We found datasets on deaths from air pollution per country, population per country, and death rates per country.

Datasets

Deaths From Air Pollution Per Country Per Year (Data from Kaggle by PavanKalyan)

United States Population 1950-2021 (Data from Macrotrends)

China Population 1950-2021 (Data from Macrotrends)

India Population 1950-2021 (Data from Macrotrends)

Sweden Population 1950-2021 (Data from Macrotrends)

Liberia Population 1950-2021 (Data from Macrotrends)

United States Death Rate 1950-2021 (Data from Macrotrends)

China Death Rate 1950-2021 (Data from Macrotrends)

India Death Rate 1950-2021 (Data from Macrotrends)

Sweden Death Rate 1950-2021 (Data from Macrotrends)

Liberia Death Rate 1950-2021 (Data from Macrotrends)

Methodologies

We cleaned and merged data of deaths from air pollution per year, population per year, and death rate per year for each country from 2000 to 2017 into separate tables. For each country per year, we divided the number of deaths due to air pollution by the total population to calculate the pollution death rate. Then, we divided the pollution death rate by the total death rate per year to calculate the ratio of pollution deaths to total deaths for each country over time. Ultimately, we generated a line graph for the ratio versus year to visualize the trend of how many deaths were attributed to pollution deaths per year. Our ratio was as follows:

$$ \frac{\text{Pollution Death Rate}}{\text{Total Country Death Rate}} $$

Code

We primarily used the Pandas package on Deepnote for EDA. In the following code, we are plotting the pollution deaths to total deaths ratio versus year for the United States. We repeated the same process for China, India, Sweden, and Liberia.
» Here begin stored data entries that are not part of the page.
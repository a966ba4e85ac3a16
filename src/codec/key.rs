//! Public key codec.
//!
//! The device reports an uncompressed point; the SSH blob is rebuilt from
//! its compressed form so that every key passes through the curve check.

use base64::engine::general_purpose::STANDARD;
use base64::Engine;
use bytes::{Bytes, BytesMut};
use p256::elliptic_curve::sec1::ToEncodedPoint;
use p256::PublicKey;

use super::wire::put_string;
use crate::error::CodecError;

/// Field width of a P-256 coordinate.
pub const COORDINATE_SIZE: usize = 32;

/// Marker byte of an uncompressed SEC1 point.
pub const UNCOMPRESSED_MARKER: u8 = 0x04;

/// Reconstruct `(x, y)` from a parity-prefixed X coordinate.
///
/// Both coordinates are returned big-endian and left-padded to the field
/// width.
pub fn decompress(compressed: &[u8]) -> Result<([u8; 32], [u8; 32]), CodecError> {
    if compressed.len() != 1 + COORDINATE_SIZE || !matches!(compressed[0], 0x02 | 0x03) {
        return Err(CodecError::InvalidPoint);
    }

    let key = PublicKey::from_sec1_bytes(compressed).map_err(|_| CodecError::InvalidPoint)?;
    let point = key.to_encoded_point(false);

    let (Some(x), Some(y)) = (point.x(), point.y()) else {
        return Err(CodecError::InvalidPoint);
    };

    let mut out_x = [0u8; COORDINATE_SIZE];
    let mut out_y = [0u8; COORDINATE_SIZE];
    out_x.copy_from_slice(x);
    out_y.copy_from_slice(y);
    Ok((out_x, out_y))
}

/// Compressed point from a get-public-key response.
///
/// The response is `len ‖ 0x04 ‖ X ‖ Y`; the parity comes from the last
/// byte of Y.
pub fn compressed_point_from_response(payload: &[u8]) -> Result<[u8; 33], CodecError> {
    const X_START: usize = 2;
    const END: usize = X_START + 2 * COORDINATE_SIZE;

    if payload.len() < END {
        return Err(CodecError::MalformedPublicKey(payload.len()));
    }

    let mut compressed = [0u8; 1 + COORDINATE_SIZE];
    compressed[0] = if payload[END - 1] & 1 != 0 { 0x03 } else { 0x02 };
    compressed[1..].copy_from_slice(&payload[X_START..X_START + COORDINATE_SIZE]);
    Ok(compressed)
}

/// Build `string(key_type) ‖ string(curve) ‖ string(0x04 ‖ X ‖ Y)`.
pub fn build_ssh_public_key_blob(
    key_type_name: &str,
    curve_name: &str,
    x: &[u8],
    y: &[u8],
) -> PublicKeyBlob {
    let mut point = Vec::with_capacity(1 + x.len() + y.len());
    point.push(UNCOMPRESSED_MARKER);
    point.extend_from_slice(x);
    point.extend_from_slice(y);

    let mut buf = BytesMut::with_capacity(
        12 + key_type_name.len() + curve_name.len() + point.len(),
    );
    put_string(&mut buf, key_type_name.as_bytes());
    put_string(&mut buf, curve_name.as_bytes());
    put_string(&mut buf, &point);
    PublicKeyBlob(buf.freeze())
}

/// SSH wire-format public key. Compared by value.
#[derive(Debug, Clone, PartialEq, Eq, Hash)]
pub struct PublicKeyBlob(Bytes);

impl PublicKeyBlob {
    /// Wrap bytes already in SSH wire format.
    pub fn from_bytes(bytes: impl Into<Bytes>) -> Self {
        Self(bytes.into())
    }

    #[inline]
    pub fn as_bytes(&self) -> &[u8] {
        &self.0
    }

    #[inline]
    pub fn len(&self) -> usize {
        self.0.len()
    }

    #[inline]
    pub fn is_empty(&self) -> bool {
        self.0.is_empty()
    }

    /// `authorized_keys` line: `<key type> <base64 blob> <comment>`.
    ///
    /// The key type is read back from the blob itself.
    pub fn to_openssh_line(&self, comment: &str) -> String {
        let key_type = super::wire::Cursor::new(self.0.clone())
            .read_string()
            .ok()
            .and_then(|name| String::from_utf8(name.to_vec()).ok())
            .unwrap_or_default();
        format!("{} {} {}", key_type, STANDARD.encode(&self.0), comment)
    }
}

impl AsRef<[u8]> for PublicKeyBlob {
    fn as_ref(&self) -> &[u8] {
        &self.0
    }
}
us_poll_and_pop = pd.merge(pollution_deaths_us, us_population)
us_poll_and_death = pd.merge(us_poll_and_pop , us_death_rate, on=us_poll_and_pop['Year'])
us_poll_and_death = us_poll_and_death.rename(columns = {'key_0': 'Year'})
us_poll_and_death = us_poll_and_death.drop(columns = ['Code', 'Year_x', 'Year_y', ' Annual % Change_x', ' Annual % Change_y'])
us_pollution_death_rate = us_poll_and_death['Deaths from Air Pollution'] * 1000/ us_poll_and_death[' Population']
us_poll_and_death['Pollution Death Rate'] = us_pollution_death_rate
us_poll_and_death
us_pollution_vs_total = us_poll_and_death['Pollution Death Rate'] / (us_poll_and_death[' Deaths per 1000 People'] / 1000)
us_poll_and_death['Pollution Death VS Total Death'] = us_pollution_vs_total
us_poll_and_death
us_poll_and_death.plot.line(x = 'Year', y ='Pollution Death VS Total Death')